Reading about the problems with significance I wondered how one would approach an experiment in the right way, considering that in practice the sample size cannot be arbitrarily large.

While some meta-studies deal with confirmation bias and similar effects, I want to focus here on significance. I understand that $p=0.05$ was arbitrarily chosen to lead wrong way in 1 out of 20 trials. Reading about the problem with repeatability (Nature, Science), it seems that the small sample size is the main problem.

Consider the following example I found:

Matt Motyl (University of Virginia) had the hypothesis that radical leftwing and rightwing supporters would recognize less grey-shading colors. With a sample size of $n\approx 2000$ he had a significance of $p=0.01$.

This suggests that it would be highly significant. Because the team read about the problem with repeatability, they repeated the experiment with $n=1300$ (yielding $.995$ power to detect an effect of the original effect size at $\alpha = .05$) and got $p=0.59$ which obviously changes everything.

See Nosek, Spies, and Motyl, 2013, Scientific Utopia II. Restructuring Incentives and Practices to Promote Truth Over Publishability (open access).

My questions:

1. Now what if you repeat the experiment a third time with $p=0.049$ or lower? Do you have to do it a fourth time? I thought to prevent that, the main idea is the significance value.
2. For this example would an increase of sample size eliminate the problem or what is the right approach to conduct the experiment 1 time only? Or in other words, each clinical study is also done only 1 time and it seems to be OK, what am I missing?
3. In case a meta-study is necessary, why are then meta-meta studies (and so on) not necessary? The meta-study also has a $p$-value.
4. Optional: If you read study results it seems one can deviate if the study used p-hacking or selective publishing. How could one detect selective publishing, as it means THIS experiment was "correct" (just like with the grey-shading study)?

Answer 1

You pose several important questions, some focusing on hypothesis testing, some on multiplicity, and so forth. These are my answers:

1. The typical approach is to repeat the experiment analyzing every time as no prior study has been conducted. So in a standard frequentist framework only this eventual p counts. I find it wrong and wasteful, as a frequentist meta-analysis or a Bayesian synthesis would borrow information from prior studies as well.
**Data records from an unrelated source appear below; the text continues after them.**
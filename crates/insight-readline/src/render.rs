//! Terminal rendering of chat messages.

use colored::Colorize;
use insight_core::markup::{HeadingLevel, Inline, InlineContent, Node, convert};
use insight_core::session::{ChatMessage, MessageRole};

/// Renders one message: a coloured header line followed by the body.
///
/// User messages are shown verbatim; assistant messages go through the
/// markup converter.
pub fn render_message(message: &ChatMessage) -> String {
    let mut out = String::new();
    match message.role {
        MessageRole::User => {
            out.push_str(&format!("{} {}\n", "You".green().bold(), message.timestamp.bright_black()));
            for line in message.content.lines() {
                out.push_str(&format!("  {}\n", line.green()));
            }
        }
        MessageRole::Assistant => {
            out.push_str(&format!(
                "{} {}\n",
                "Insight".bright_blue().bold(),
                message.timestamp.bright_black()
            ));
            out.push_str(&render_nodes(&convert(&message.content)));
        }
    }
    out
}

pub fn render_nodes(nodes: &[Node]) -> String {
    let mut out = String::new();
    for node in nodes {
        match node {
            Node::Heading { level, content } => {
                let text = render_inline(content);
                let styled = match level {
                    HeadingLevel::H1 => text.bright_magenta().bold().underline(),
                    HeadingLevel::H2 => text.magenta().bold(),
                    HeadingLevel::H3 => text.cyan().bold(),
                };
                out.push_str(&format!("  {}\n", styled));
            }
            Node::List { items } => {
                for item in items {
                    out.push_str(&format!("    • {}\n", render_inline(item)));
                }
            }
            Node::Paragraph { content } => {
                out.push_str(&format!("  {}\n", render_inline(content)));
            }
        }
    }
    out
}

fn render_inline(content: &InlineContent) -> String {
    content
        .segments()
        .iter()
        .map(|segment| match segment {
            Inline::Text(text) => text.clone(),
            Inline::Bold(text) => text.bold().to_string(),
        })
        .collect()
}
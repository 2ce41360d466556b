use super::confirm::Confirmation;
use super::log::SessionLog;
use super::message::ChatMessage;
use super::repository::SessionLogRepository;
use super::state::{PanelState, RequestState};
use crate::config::ChatConfig;
use crate::error::Result;
use crate::generation::GenerationService;
use crate::prompt::{PromptBuilder, PromptContext};
use std::sync::Arc;
use tokio::sync::Mutex;
use tracing::{debug, error, info, warn};

/// Why a submission was dropped without doing anything.
#[derive(Debug, Clone, Copy, PartialEq, Eq)]
pub enum IgnoreReason {
    /// No generation service is configured.
    NotConfigured,
    /// The query was empty or whitespace-only.
    EmptyQuery,
    /// Another request is still outstanding.
    RequestPending,
}

/// Result of [`ChatController::submit`].
#[derive(Debug, Clone, PartialEq, Eq)]
pub enum SubmitOutcome {
    Ignored(IgnoreReason),
    /// The service answered; `reply` holds its text or the fallback message.
    Completed { reply: ChatMessage },
    /// The service call failed; `reply` holds the fixed error message.
    Failed { reply: ChatMessage },
}

impl SubmitOutcome {
    pub fn reply(&self) -> Option<&ChatMessage> {
        match self {
            SubmitOutcome::Ignored(_) => None,
            SubmitOutcome::Completed { reply } | SubmitOutcome::Failed { reply } => Some(reply),
        }
    }
}

#[derive(Default)]
struct SessionState {
    log: SessionLog,
    request: RequestState,
    panel: PanelState,
    input: String,
}

/// Owns the chat session: the message log, the pending-request gate, the
/// panel state and the input buffer.
///
/// `ChatController` is meant to be shared behind an `Arc`. State lives behind
/// a `tokio::sync::Mutex` that is released while the generation call is in
/// flight, so readers (and rejected duplicate submissions) never wait on the
/// network.
pub struct ChatController {
    state: Mutex<SessionState>,
    config: ChatConfig,
    service: Option<Arc<dyn GenerationService>>,
    repository: Arc<dyn SessionLogRepository>,
    prompt_builder: PromptBuilder,
    context: PromptContext,
}

impl ChatController {
    /// Creates a controller and restores the session log from `repository`.
    ///
    /// A failing load is logged and treated as an empty log.
    ///
    /// # Arguments
    ///
    /// * `config` - Chat behaviour (model, fixed messages, prompt template)
    /// * `repository` - Persistent store for the session log
    /// * `service` - The generation service, or `None` when unconfigured
    /// * `context` - Data blocks included in every prompt
    pub async fn restore(
        config: ChatConfig,
        repository: Arc<dyn SessionLogRepository>,
        service: Option<Arc<dyn GenerationService>>,
        context: PromptContext,
    ) -> Self {
        let log = match repository.load().await {
            Ok(Some(log)) => {
                debug!(messages = log.len(), "Restored session log");
                log
            }
            Ok(None) => SessionLog::new(),
            Err(e) => {
                warn!(error = %e, "Failed to load session log, starting empty");
                SessionLog::new()
            }
        };

        let prompt_builder = match &config.prompt_template {
            Some(template) => PromptBuilder::with_template(template.clone()),
            None => PromptBuilder::new(),
        };

        Self {
            state: Mutex::new(SessionState {
                log,
                ..SessionState::default()
            }),
            config,
            service,
            repository,
            prompt_builder,
            context,
        }
    }

    /// Sends `query` to the generation service and records both sides of the
    /// exchange.
    ///
    /// The user message is appended before the call is dispatched. Exactly one
    /// assistant message follows: the service text, the fallback message when
    /// the service returns nothing or only whitespace, or the error message
    /// when the call fails.
    pub async fn submit(&self, query: &str) -> SubmitOutcome {
        let Some(service) = self.service.clone() else {
            debug!("Submission ignored: generation service is not configured");
            return SubmitOutcome::Ignored(IgnoreReason::NotConfigured);
        };

        if query.trim().is_empty() {
            return SubmitOutcome::Ignored(IgnoreReason::EmptyQuery);
        }

        {
            let mut state = self.state.lock().await;
            if !state.request.try_begin() {
                debug!("Submission ignored: a request is already pending");
                return SubmitOutcome::Ignored(IgnoreReason::RequestPending);
            }
            state.log.push(ChatMessage::user(query));
            state.input.clear();
            self.persist(&state.log).await;
        }

        let (reply, succeeded) = match self.generate(service.as_ref(), query).await {
            Ok(Some(text)) if !text.trim().is_empty() => (ChatMessage::assistant(text), true),
            Ok(_) => {
                warn!("Generation service returned no text");
                (ChatMessage::assistant(self.config.fallback_message.clone()), true)
            }
            Err(e) => {
                error!(error = %e, "Generation request failed");
                (ChatMessage::assistant(self.config.error_message.clone()), false)
            }
        };

        let mut state = self.state.lock().await;
        state.log.push(reply.clone());
        state.request.finish();
        state.panel.note_incoming();
        self.persist(&state.log).await;

        if succeeded {
            SubmitOutcome::Completed { reply }
        } else {
            SubmitOutcome::Failed { reply }
        }
    }

    /// Submits the current contents of the input buffer.
    pub async fn submit_input(&self) -> SubmitOutcome {
        let input = self.state.lock().await.input.clone();
        self.submit(&input).await
    }

    /// Clears the whole log once `confirmation` agrees.
    ///
    /// Refused without asking while a request is pending, so a late reply
    /// never lands in a log that lost its question. Returns `true` when the
    /// log was cleared.
    pub async fn clear(&self, confirmation: &dyn Confirmation) -> bool {
        if self.is_pending().await {
            debug!("Clear refused: a request is pending");
            return false;
        }
        if !confirmation.confirm(&self.config.clear_confirmation) {
            return false;
        }

        let mut state = self.state.lock().await;
        if state.request.is_pending() {
            return false;
        }
        state.log = SessionLog::new();
        self.persist(&state.log).await;
        info!("Chat history cleared");
        true
    }

    pub async fn open(&self) {
        self.state.lock().await.panel.open();
    }

    pub async fn close(&self) {
        self.state.lock().await.panel.close();
    }

    pub async fn toggle(&self) {
        self.state.lock().await.panel.toggle();
    }

    pub async fn is_open(&self) -> bool {
        self.state.lock().await.panel.is_open()
    }

    pub async fn unread_count(&self) -> usize {
        self.state.lock().await.panel.unread()
    }

    /// Snapshot of the session log.
    pub async fn messages(&self) -> Vec<ChatMessage> {
        self.state.lock().await.log.messages().to_vec()
    }

    pub async fn is_pending(&self) -> bool {
        self.state.lock().await.request.is_pending()
    }

    pub async fn input(&self) -> String {
        self.state.lock().await.input.clone()
    }

    pub async fn set_input(&self, input: impl Into<String>) {
        self.state.lock().await.input = input.into();
    }

    pub fn is_configured(&self) -> bool {
        self.service.is_some()
    }

    async fn generate(&self, service: &dyn GenerationService, query: &str) -> Result<Option<String>> {
        let prompt = self.prompt_builder.compose(&self.context, query)?;
        debug!(model = %self.config.model, prompt_len = prompt.len(), "Dispatching generation request");
        service.generate(&self.config.model, &prompt).await
    }

    async fn persist(&self, log: &SessionLog) {
        if let Err(e) = self.repository.save(log).await {
            warn!(error = %e, "Failed to persist session log");
        }
    }
}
Notice indeed that a Bayesian meta-analysis without informative priors and a frequentist meta-analysis encomppassing the same studies will provide very similar, if not identical, inferential estimates. Yet, take notice that the typical Food and Drug Administration approach for regulatory approval of drugs typically disregards prior studies for hypothesis testing.

2. The problem is not simply sample size, it mainly has to do with the precision of the effect and the effect size you think meaningful. A drug which reduces blood pressure by 0.001 mm Hg might be shown efficacious in a mega-trial, but this statistical significance would not be clinically meaningful (that is why ASA and many others are pushing for the abolition of p values and a transition to other approaches, such as confidence intervals). In any case, in a typical frequentist framework, a study could only test a single hypothesis (single test thus), per study, with all the other analysis requiring some penalization for multiplicity.

3. You may indeed perform a meta-analysis of meta-analyses (meta-epidemiologic study), but this would mainly inform on the meta-analytic process, rather than on the intervention or effect size of interest. Accordingly, if you wish to simply combine studies, than you do not need a meta-meta-analysis.

4. Selective publishing is very difficult to recognize by looking at a single study. If you have many studies, you can recognize peculiar patterns (eg. p=0.049 occurring much more frequently than p=0.051). However, if you only have one study at hand, then the only hope resides in looking at the pre-specified protocol.